Recorded data

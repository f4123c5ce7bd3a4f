use std::collections::HashMap;
use std::future::Future;
use std::io::Write;
use std::sync::Arc;

use anyhow::{Result, bail};
use futures::{Stream, StreamExt};
use tokio::sync::Semaphore;
use tokio::task::{Id, JoinError, JoinSet};
use tracing::{debug, warn};

use crate::stats::{ItemOutcome, RunStats};

#[derive(Clone, Copy, Debug)]
pub struct RunnerOptions {
    /// Maximum number of items in flight. `1` processes items strictly in order.
    pub concurrency: usize,
    /// Stop pulling items once this many have been started.
    pub max_items: Option<usize>,
}

/// Processes every item of `items` with `process`, recording one outcome per item.
///
/// A permit is acquired before the next item is pulled, so a paginated source is
/// only advanced when there is room for another task. An `Err` from the source
/// stops iteration: in-flight items still complete, and the error is returned
/// as `Ok(Some(error))` so the caller can report the partial run before failing.
pub async fn run_items<T, E, S, K, F, Fut>(
    items: S,
    options: RunnerOptions,
    item_key: K,
    process: F,
    stats: &mut RunStats,
    writer: &mut impl Write,
) -> Result<Option<E>>
where
    S: Stream<Item = Result<T, E>>,
    K: Fn(&T) -> String,
    F: Fn(T) -> Fut,
    Fut: Future<Output = ItemOutcome> + Send + 'static,
{
    if options.concurrency == 0 {
        bail!("Concurrency must be at least 1");
    }
    let semaphore = Arc::new(Semaphore::new(options.concurrency));
    let mut join_set = JoinSet::new();
    let mut task_id_to_item_id: HashMap<Id, String> = HashMap::new();
    let mut items = std::pin::pin!(items);
    let mut started = 0;
    let mut source_error = None;

    loop {
        if options.max_items.is_some_and(|max| started >= max) {
            debug!(started, "Reached maximum number of items");
            break;
        }
        let permit = semaphore.clone().acquire_owned().await?;
        while let Some(result) = join_set.try_join_next_with_id() {
            let outcome = outcome_from_join(result, &mut task_id_to_item_id);
            stats.push(outcome, writer)?;
        }
        let item = match items.next().await {
            Some(Ok(item)) => item,
            Some(Err(e)) => {
                source_error = Some(e);
                break;
            }
            None => break,
        };
        let item_id = item_key(&item);
        let task = process(item);
        let abort_handle = join_set.spawn(async move {
            let _permit = permit;
            task.await
        });
        task_id_to_item_id.insert(abort_handle.id(), item_id);
        started += 1;
    }

    while let Some(result) = join_set.join_next_with_id().await {
        let outcome = outcome_from_join(result, &mut task_id_to_item_id);
        stats.push(outcome, writer)?;
    }
    Ok(source_error)
}

fn outcome_from_join(
    result: Result<(Id, ItemOutcome), JoinError>,
    task_id_to_item_id: &mut HashMap<Id, String>,
) -> ItemOutcome {
    match result {
        Ok((task_id, outcome)) => {
            task_id_to_item_id.remove(&task_id);
            outcome
        }
        Err(e) => {
            let dataset_item_id = task_id_to_item_id.remove(&e.id()).unwrap_or_default();
            warn!(dataset_item_id = %dataset_item_id, error = %e, "Item task did not complete");
            ItemOutcome::Failed {
                dataset_item_id,
                trace_id: None,
                message: e.to_string(),
            }
        }
    }
}
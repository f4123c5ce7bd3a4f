//! Judges a trace by inspecting its observations.

use langfuse_client::{LangfuseClient, LangfuseError, Observation, Trace};
use serde_json::Value;
use tracing::{debug, instrument};

use crate::config::ScoringTarget;

/// Observations of `trace` named exactly `span_name`.
pub fn filter_span_observations<'a>(
    trace: &'a Trace,
    span_name: &'a str,
) -> impl Iterator<Item = &'a Observation> + 'a {
    trace
        .observations
        .iter()
        .filter(move |observation| observation.name.as_deref() == Some(span_name))
}

/// True if any observation has `metadata.attributes[attribute_key] == target_value`.
/// Only string attributes can match.
pub fn attribute_used<'a>(
    mut observations: impl Iterator<Item = &'a Observation>,
    attribute_key: &str,
    target_value: &str,
) -> bool {
    observations.any(|observation| {
        matches!(
            observation.attribute(attribute_key),
            Some(Value::String(value)) if value == target_value
        )
    })
}

/// Pure part of [`correlate_trace`].
pub fn trace_matches(trace: &Trace, target: &ScoringTarget) -> bool {
    attribute_used(
        filter_span_observations(trace, &target.span_name),
        &target.attribute_key,
        &target.target_value,
    )
}

/// Fetches the trace and evaluates [`trace_matches`] on it.
///
/// Any non-2xx response (including "trace not found") is returned as an error.
#[instrument(skip_all, fields(trace_id = %trace_id, span_name = %target.span_name))]
pub async fn correlate_trace(
    client: &LangfuseClient,
    trace_id: &str,
    target: &ScoringTarget,
) -> Result<bool, LangfuseError> {
    let trace = client.get_trace(trace_id).await?;
    let matched = trace_matches(&trace, target);
    debug!(
        observations = trace.observations.len(),
        matched, "Evaluated trace observations"
    );
    Ok(matched)
}
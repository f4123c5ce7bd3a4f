//! Error types for the Langfuse client.

use thiserror::Error;

use crate::types::IngestionError;

/// Errors that can occur when using the Langfuse client.
#[derive(Error, Debug)]
pub enum LangfuseError {
    /// Non-2xx response. `message` holds the raw response body.
    #[error("HTTP error {status_code}: {message}")]
    Http { status_code: u16, message: String },

    /// Error making the HTTP request.
    #[error("Request error: {0}")]
    Request(#[from] reqwest::Error),

    /// The response body did not match the expected shape.
    #[error("Failed to decode response at `{path}`: {message}")]
    Decode { path: String, message: String },

    /// Error serializing a request body.
    #[error("JSON error: {0}")]
    Json(#[from] serde_json::Error),

    /// Invalid URL.
    #[error("Invalid URL: {0}")]
    InvalidUrl(#[from] url::ParseError),

    /// The base URL cannot have path segments appended (e.g. `mailto:`).
    #[error("Invalid base URL: {0}")]
    InvalidBaseUrl(String),

    /// Missing required configuration.
    #[error("Missing required configuration: {0}")]
    MissingConfig(&'static str),

    /// The ingestion endpoint accepted the batch but rejected some events.
    #[error("{failed} ingestion event(s) rejected: {errors:?}")]
    PartialIngestion {
        failed: usize,
        errors: Vec<IngestionError>,
    },
}

impl LangfuseError {
    /// Returns the HTTP status code if this is an HTTP error.
    pub fn status_code(&self) -> Option<u16> {
        match self {
            LangfuseError::Http { status_code, .. } => Some(*status_code),
            LangfuseError::Request(e) => e.status().map(|s| s.as_u16()),
            _ => None,
        }
    }
}
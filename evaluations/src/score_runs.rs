//! Scores the traces of an existing dataset run.

use std::io::Write;
use std::sync::Arc;

use anyhow::{Context, Result, anyhow};
use langfuse_client::{DatasetRunItem, LangfuseClient};
use tracing::{error, info, instrument, warn};

use crate::config::ScoringTarget;
use crate::correlate::correlate_trace;
use crate::run_items::{RunItemsQuery, iterate_run_items};
use crate::runner::{RunnerOptions, run_items};
use crate::scores::{ensure_score_config, publish_score, score_value};
use crate::stats::{ItemOutcome, RunStats, RunSummary};

pub struct ScoreRunsParams {
    pub dataset_name: String,
    pub run_name: String,
    pub target: ScoringTarget,
    /// Page size for run-item requests. `None` uses the backend default.
    pub page_size: Option<u32>,
    pub runner: RunnerOptions,
}

/// Scores every run item of `params.run_name` on `params.dataset_name`.
///
/// Setup failures (score config, dataset lookup) abort before any item is
/// processed. Per-item failures are recorded as [`ItemOutcome::Failed`]. A failed
/// page fetch stops the run; the summary is still written before the error is
/// returned.
#[instrument(skip_all, fields(dataset_name = %params.dataset_name, run_name = %params.run_name, score_name = %params.target.score_name, concurrency = params.runner.concurrency))]
pub async fn score_runs(
    client: Arc<LangfuseClient>,
    params: ScoreRunsParams,
    stats: &mut RunStats,
    writer: &mut impl Write,
) -> Result<RunSummary> {
    ensure_score_config(&client, &params.target)
        .await
        .with_context(|| {
            format!(
                "Failed to create score config `{}`",
                params.target.score_name
            )
        })?;

    let dataset = client
        .get_dataset(&params.dataset_name)
        .await
        .with_context(|| format!("Failed to fetch dataset `{}`", params.dataset_name))?;
    info!(dataset_id = %dataset.id, "Resolved dataset");

    let query = RunItemsQuery {
        dataset_id: dataset.id,
        run_name: params.run_name.clone(),
        page_size: params.page_size,
    };
    let target = Arc::new(params.target);
    let page_error = run_items(
        iterate_run_items(&client, query),
        params.runner,
        |item: &DatasetRunItem| item.dataset_item_id.clone(),
        |item| {
            let client = client.clone();
            let target = target.clone();
            async move { score_run_item(&client, item, &target).await }
        },
        stats,
        writer,
    )
    .await?;

    let summary = stats.finish(writer)?;
    if let Some(e) = page_error {
        error!(error = %e, "Failed to fetch dataset run items; stopping");
        return Err(anyhow!(e).context(format!(
            "Failed to fetch run items for run `{}` after {} items",
            params.run_name, summary.processed
        )));
    }
    Ok(summary)
}

#[instrument(skip_all, fields(dataset_item_id = %item.dataset_item_id, trace_id = ?item.trace_id))]
async fn score_run_item(
    client: &LangfuseClient,
    item: DatasetRunItem,
    target: &ScoringTarget,
) -> ItemOutcome {
    let Some(trace_id) = item.trace_id else {
        warn!("Run item has no trace id, skipping");
        return ItemOutcome::Skipped {
            dataset_item_id: item.dataset_item_id,
            reason: "run item has no trace id".to_string(),
        };
    };

    let matched = match correlate_trace(client, &trace_id, target).await {
        Ok(matched) => matched,
        Err(e) => {
            error!(error = %e, "Failed to fetch trace");
            return ItemOutcome::Failed {
                dataset_item_id: item.dataset_item_id,
                trace_id: Some(trace_id),
                message: format!("Failed to fetch trace: {e}"),
            };
        }
    };

    if let Err(e) = publish_score(client, &trace_id, target, matched).await {
        error!(error = %e, "Failed to publish score");
        return ItemOutcome::Failed {
            dataset_item_id: item.dataset_item_id,
            trace_id: Some(trace_id),
            message: format!("Failed to publish score: {e}"),
        };
    }

    let value = score_value(matched);
    info!(
        score_name = %target.score_name,
        score_value = value,
        "Scored: {}={}",
        target.score_name,
        value
    );
    ItemOutcome::Scored {
        dataset_item_id: item.dataset_item_id,
        trace_id,
        value,
    }
}
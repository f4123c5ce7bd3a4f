//! Langfuse API client implementation.

use std::fmt;
use std::sync::{Mutex, MutexGuard};
use std::time::Duration;

use reqwest::StatusCode;
use secrecy::{ExposeSecret, SecretString};
use serde::de::DeserializeOwned;
use url::Url;
use uuid::Uuid;

use crate::error::LangfuseError;
use crate::types::{
    CreateDatasetRunItemRequest, CreateScoreConfigRequest, CreateScoreRequest,
    CreateScoreResponse, Dataset, DatasetRunItem, IngestionBatch, IngestionEvent,
    IngestionResponse, ListDatasetRunItemsParams, Paginated, ScoreConfigOutcome, Trace,
    TraceBody,
};

/// Every public endpoint lives below this path.
const PUBLIC_API_PATH: [&str; 2] = ["api", "public"];

// =============================================================================
// Client Builder
// =============================================================================

/// Builder for creating a [`LangfuseClient`].
#[derive(Default)]
pub struct LangfuseClientBuilder {
    base_url: Option<Url>,
    public_key: Option<SecretString>,
    secret_key: Option<SecretString>,
    http_client: Option<reqwest::Client>,
    timeout: Option<Duration>,
}

impl LangfuseClientBuilder {
    /// Creates a new builder with default settings.
    pub fn new() -> Self {
        Self::default()
    }

    /// Sets the base URL of the Langfuse deployment (e.g. `https://cloud.langfuse.com`).
    pub fn base_url(mut self, url: Url) -> Self {
        self.base_url = Some(url);
        self
    }

    /// Sets the project public key.
    pub fn public_key(mut self, key: impl Into<SecretString>) -> Self {
        self.public_key = Some(key.into());
        self
    }

    /// Sets the project secret key.
    pub fn secret_key(mut self, key: impl Into<SecretString>) -> Self {
        self.secret_key = Some(key.into());
        self
    }

    /// Sets a custom HTTP client.
    ///
    /// If not set, a new client will be created.
    pub fn http_client(mut self, client: reqwest::Client) -> Self {
        self.http_client = Some(client);
        self
    }

    /// Sets the timeout for every request. Ignored when a custom HTTP client is provided.
    pub fn timeout(mut self, duration: Duration) -> Self {
        self.timeout = Some(duration);
        self
    }

    /// Builds the [`LangfuseClient`].
    ///
    /// # Errors
    ///
    /// Returns an error if:
    /// - The base URL, public key or secret key is not set
    /// - The base URL cannot be used as a base (e.g. `mailto:` URLs)
    /// - The HTTP client cannot be built
    pub fn build(self) -> Result<LangfuseClient, LangfuseError> {
        let base_url = self
            .base_url
            .ok_or(LangfuseError::MissingConfig("base_url"))?;
        if base_url.cannot_be_a_base() {
            return Err(LangfuseError::InvalidBaseUrl(base_url.to_string()));
        }
        let public_key = self
            .public_key
            .ok_or(LangfuseError::MissingConfig("public_key"))?;
        let secret_key = self
            .secret_key
            .ok_or(LangfuseError::MissingConfig("secret_key"))?;

        let http_client = match self.http_client {
            Some(client) => client,
            None => {
                let mut builder = reqwest::Client::builder();
                if let Some(timeout) = self.timeout {
                    builder = builder.timeout(timeout);
                }
                builder.build().map_err(LangfuseError::Request)?
            }
        };

        Ok(LangfuseClient {
            http_client,
            base_url,
            public_key,
            secret_key,
            pending: Mutex::new(Vec::new()),
        })
    }
}

// =============================================================================
// Client
// =============================================================================

/// Client for the Langfuse public API.
///
/// Reads (datasets, run items, traces) and writes (score configs, scores, run
/// item links) go straight to the API. Trace records are buffered locally and
/// sent in one batch by [`LangfuseClient::flush`].
pub struct LangfuseClient {
    http_client: reqwest::Client,
    base_url: Url,
    public_key: SecretString,
    secret_key: SecretString,
    pending: Mutex<Vec<IngestionEvent>>,
}

impl fmt::Debug for LangfuseClient {
    fn fmt(&self, f: &mut fmt::Formatter<'_>) -> fmt::Result {
        f.debug_struct("LangfuseClient")
            .field("base_url", &self.base_url)
            .field("pending_events", &self.pending_events())
            .finish_non_exhaustive()
    }
}

impl LangfuseClient {
    /// Creates a new builder for constructing a [`LangfuseClient`].
    pub fn builder() -> LangfuseClientBuilder {
        LangfuseClientBuilder::new()
    }

    /// Returns the base URL of the API.
    pub fn base_url(&self) -> &Url {
        &self.base_url
    }

    // -------------------------------------------------------------------------
    // Read API
    // -------------------------------------------------------------------------

    /// Fetches a dataset (and its items) by name.
    pub async fn get_dataset(&self, name: &str) -> Result<Dataset, LangfuseError> {
        let url = self.endpoint(&["datasets", name])?;
        let response = self.authorized(self.http_client.get(url)).send().await?;
        let response = check_response(response).await?;
        decode(response).await
    }

    /// Fetches one page of run items for a (dataset, run) pair.
    pub async fn list_dataset_run_items(
        &self,
        params: &ListDatasetRunItemsParams,
    ) -> Result<Paginated<DatasetRunItem>, LangfuseError> {
        let url = self.endpoint(&["dataset-run-items"])?;
        let response = self
            .authorized(self.http_client.get(url))
            .query(params)
            .send()
            .await?;
        let response = check_response(response).await?;
        decode(response).await
    }

    /// Fetches a trace with its observations.
    pub async fn get_trace(&self, trace_id: &str) -> Result<Trace, LangfuseError> {
        let url = self.endpoint(&["traces", trace_id])?;
        let response = self.authorized(self.http_client.get(url)).send().await?;
        let response = check_response(response).await?;
        decode(response).await
    }

    // -------------------------------------------------------------------------
    // Write API
    // -------------------------------------------------------------------------

    /// Creates a score config. A `409 Conflict` means a config with this name
    /// already exists and is reported as [`ScoreConfigOutcome::AlreadyExists`].
    pub async fn create_score_config(
        &self,
        request: &CreateScoreConfigRequest,
    ) -> Result<ScoreConfigOutcome, LangfuseError> {
        let url = self.endpoint(&["score-configs"])?;
        let response = self
            .authorized(self.http_client.post(url))
            .json(request)
            .send()
            .await?;
        if response.status() == StatusCode::CONFLICT {
            return Ok(ScoreConfigOutcome::AlreadyExists);
        }
        check_response(response).await?;
        Ok(ScoreConfigOutcome::Created)
    }

    /// Attaches a score to a trace.
    pub async fn create_score(
        &self,
        request: &CreateScoreRequest,
    ) -> Result<CreateScoreResponse, LangfuseError> {
        let url = self.endpoint(&["scores"])?;
        let response = self
            .authorized(self.http_client.post(url))
            .json(request)
            .send()
            .await?;
        let response = check_response(response).await?;
        decode(response).await
    }

    /// Links a dataset item to a trace under a run name. The run is created by
    /// the backend on first use.
    pub async fn create_dataset_run_item(
        &self,
        request: &CreateDatasetRunItemRequest,
    ) -> Result<DatasetRunItem, LangfuseError> {
        let url = self.endpoint(&["dataset-run-items"])?;
        let response = self
            .authorized(self.http_client.post(url))
            .json(request)
            .send()
            .await?;
        let response = check_response(response).await?;
        decode(response).await
    }

    // -------------------------------------------------------------------------
    // Ingestion
    // -------------------------------------------------------------------------

    /// Queues a trace upsert and returns the id of the queued event. Nothing is
    /// sent until [`LangfuseClient::flush`] or [`LangfuseClient::flush_events`].
    pub fn trace(&self, body: TraceBody) -> Uuid {
        tracing::debug!(trace_id = %body.id, "Queued trace-create event");
        let event = IngestionEvent::trace_create(body);
        let id = event.id();
        self.lock_pending().push(event);
        id
    }

    /// Number of queued ingestion events.
    pub fn pending_events(&self) -> usize {
        self.lock_pending().len()
    }

    /// Sends every queued event in a single ingestion batch.
    ///
    /// If the request itself fails, the events are put back at the front of the
    /// queue so that a later flush can send them.
    pub async fn flush(&self) -> Result<IngestionResponse, LangfuseError> {
        let batch = std::mem::take(&mut *self.lock_pending());
        self.send_batch(batch).await
    }

    /// Sends only the queued events whose ids are in `event_ids`, leaving every
    /// other event queued. Errors therefore only concern the caller's own events.
    /// Ids that are no longer queued are ignored.
    pub async fn flush_events(
        &self,
        event_ids: &[Uuid],
    ) -> Result<IngestionResponse, LangfuseError> {
        let batch = {
            let mut pending = self.lock_pending();
            let (batch, rest): (Vec<_>, Vec<_>) = std::mem::take(&mut *pending)
                .into_iter()
                .partition(|event| event_ids.contains(&event.id()));
            *pending = rest;
            batch
        };
        self.send_batch(batch).await
    }

    async fn send_batch(
        &self,
        batch: Vec<IngestionEvent>,
    ) -> Result<IngestionResponse, LangfuseError> {
        if batch.is_empty() {
            return Ok(IngestionResponse::default());
        }
        let count = batch.len();
        let url = self.endpoint(&["ingestion"])?;
        let body = IngestionBatch { batch };
        let result = self
            .authorized(self.http_client.post(url))
            .json(&body)
            .send()
            .await;
        let response = match result {
            Ok(response) => check_response(response).await,
            Err(e) => Err(LangfuseError::Request(e)),
        };
        let response = match response {
            Ok(response) => response,
            Err(e) => {
                self.requeue(body.batch);
                return Err(e);
            }
        };
        let ingestion: IngestionResponse = decode(response).await?;
        if !ingestion.errors.is_empty() {
            return Err(LangfuseError::PartialIngestion {
                failed: ingestion.errors.len(),
                errors: ingestion.errors,
            });
        }
        tracing::debug!(events = count, "Flushed ingestion batch");
        Ok(ingestion)
    }

    // -------------------------------------------------------------------------
    // Helper Methods
    // -------------------------------------------------------------------------

    /// Builds `{base_url}/api/public/{segments...}`, percent-encoding each segment.
    fn endpoint(&self, segments: &[&str]) -> Result<Url, LangfuseError> {
        let mut url = self.base_url.clone();
        url.path_segments_mut()
            .map_err(|()| LangfuseError::InvalidBaseUrl(self.base_url.to_string()))?
            .pop_if_empty()
            .extend(PUBLIC_API_PATH)
            .extend(segments);
        Ok(url)
    }

    fn authorized(&self, builder: reqwest::RequestBuilder) -> reqwest::RequestBuilder {
        builder.basic_auth(
            self.public_key.expose_secret(),
            Some(self.secret_key.expose_secret()),
        )
    }

    fn lock_pending(&self) -> MutexGuard<'_, Vec<IngestionEvent>> {
        // A panic while holding the lock cannot leave the Vec half-written.
        self.pending
            .lock()
            .unwrap_or_else(std::sync::PoisonError::into_inner)
    }

    fn requeue(&self, mut events: Vec<IngestionEvent>) {
        let mut pending = self.lock_pending();
        events.append(&mut pending);
        *pending = events;
    }
}

/// Checks the response status, turning non-2xx responses into
/// [`LangfuseError::Http`] with the response body as the message.
async fn check_response(response: reqwest::Response) -> Result<reqwest::Response, LangfuseError> {
    let status = response.status();
    if status.is_success() {
        return Ok(response);
    }
    let message = response
        .text()
        .await
        .unwrap_or_else(|e| format!("<Could not read response body>: {e}"));
    Err(LangfuseError::Http {
        status_code: status.as_u16(),
        message,
    })
}

async fn decode<T: DeserializeOwned>(response: reqwest::Response) -> Result<T, LangfuseError> {
    let bytes = response.bytes().await?;
    let mut deserializer = serde_json::Deserializer::from_slice(&bytes);
    serde_path_to_error::deserialize(&mut deserializer).map_err(|e| LangfuseError::Decode {
        path: e.path().to_string(),
        message: e.inner().to_string(),
    })
}
use langfuse_client::{
    CreateScoreConfigRequest, CreateScoreRequest, LangfuseClient, LangfuseError,
    ScoreConfigOutcome, ScoreDataType,
};
use tracing::{debug, info, instrument};

use crate::config::ScoringTarget;

/// Registers the numeric 0..1 score config for `target`.
///
/// An existing config with the same name counts as success. Any other failure
/// is returned and should abort the run before any item is processed.
#[instrument(skip_all, fields(score_name = %target.score_name))]
pub async fn ensure_score_config(
    client: &LangfuseClient,
    target: &ScoringTarget,
) -> Result<ScoreConfigOutcome, LangfuseError> {
    let request = CreateScoreConfigRequest {
        name: target.score_name.clone(),
        data_type: ScoreDataType::Numeric,
        min_value: Some(0.0),
        max_value: Some(1.0),
        description: Some(target.description()),
    };
    let outcome = client.create_score_config(&request).await?;
    match outcome {
        ScoreConfigOutcome::Created => info!("Created score config"),
        ScoreConfigOutcome::AlreadyExists => info!("Score config already exists"),
    }
    Ok(outcome)
}

/// Attaches `1` (matched) or `0` to the trace, with a comment describing the result.
#[instrument(skip_all, fields(trace_id = %trace_id, matched))]
pub async fn publish_score(
    client: &LangfuseClient,
    trace_id: &str,
    target: &ScoringTarget,
    matched: bool,
) -> Result<(), LangfuseError> {
    let request = CreateScoreRequest {
        name: target.score_name.clone(),
        value: score_value(matched),
        trace_id: trace_id.to_string(),
        comment: Some(target.comment(matched)),
        data_type: Some(ScoreDataType::Numeric),
    };
    let response = client.create_score(&request).await?;
    debug!(score_id = %response.id, "Published score");
    Ok(())
}

pub fn score_value(matched: bool) -> f64 {
    if matched { 1.0 } else { 0.0 }
}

▸ **PROMPT**
If a line of the data contains "DeserializeOwned", copy it out.

▸ **SOLUTION**
use serde::de::DeserializeOwned;
async fn decode<T: DeserializeOwned>(response: reqwest::Response) -> Result<T, LangfuseError> {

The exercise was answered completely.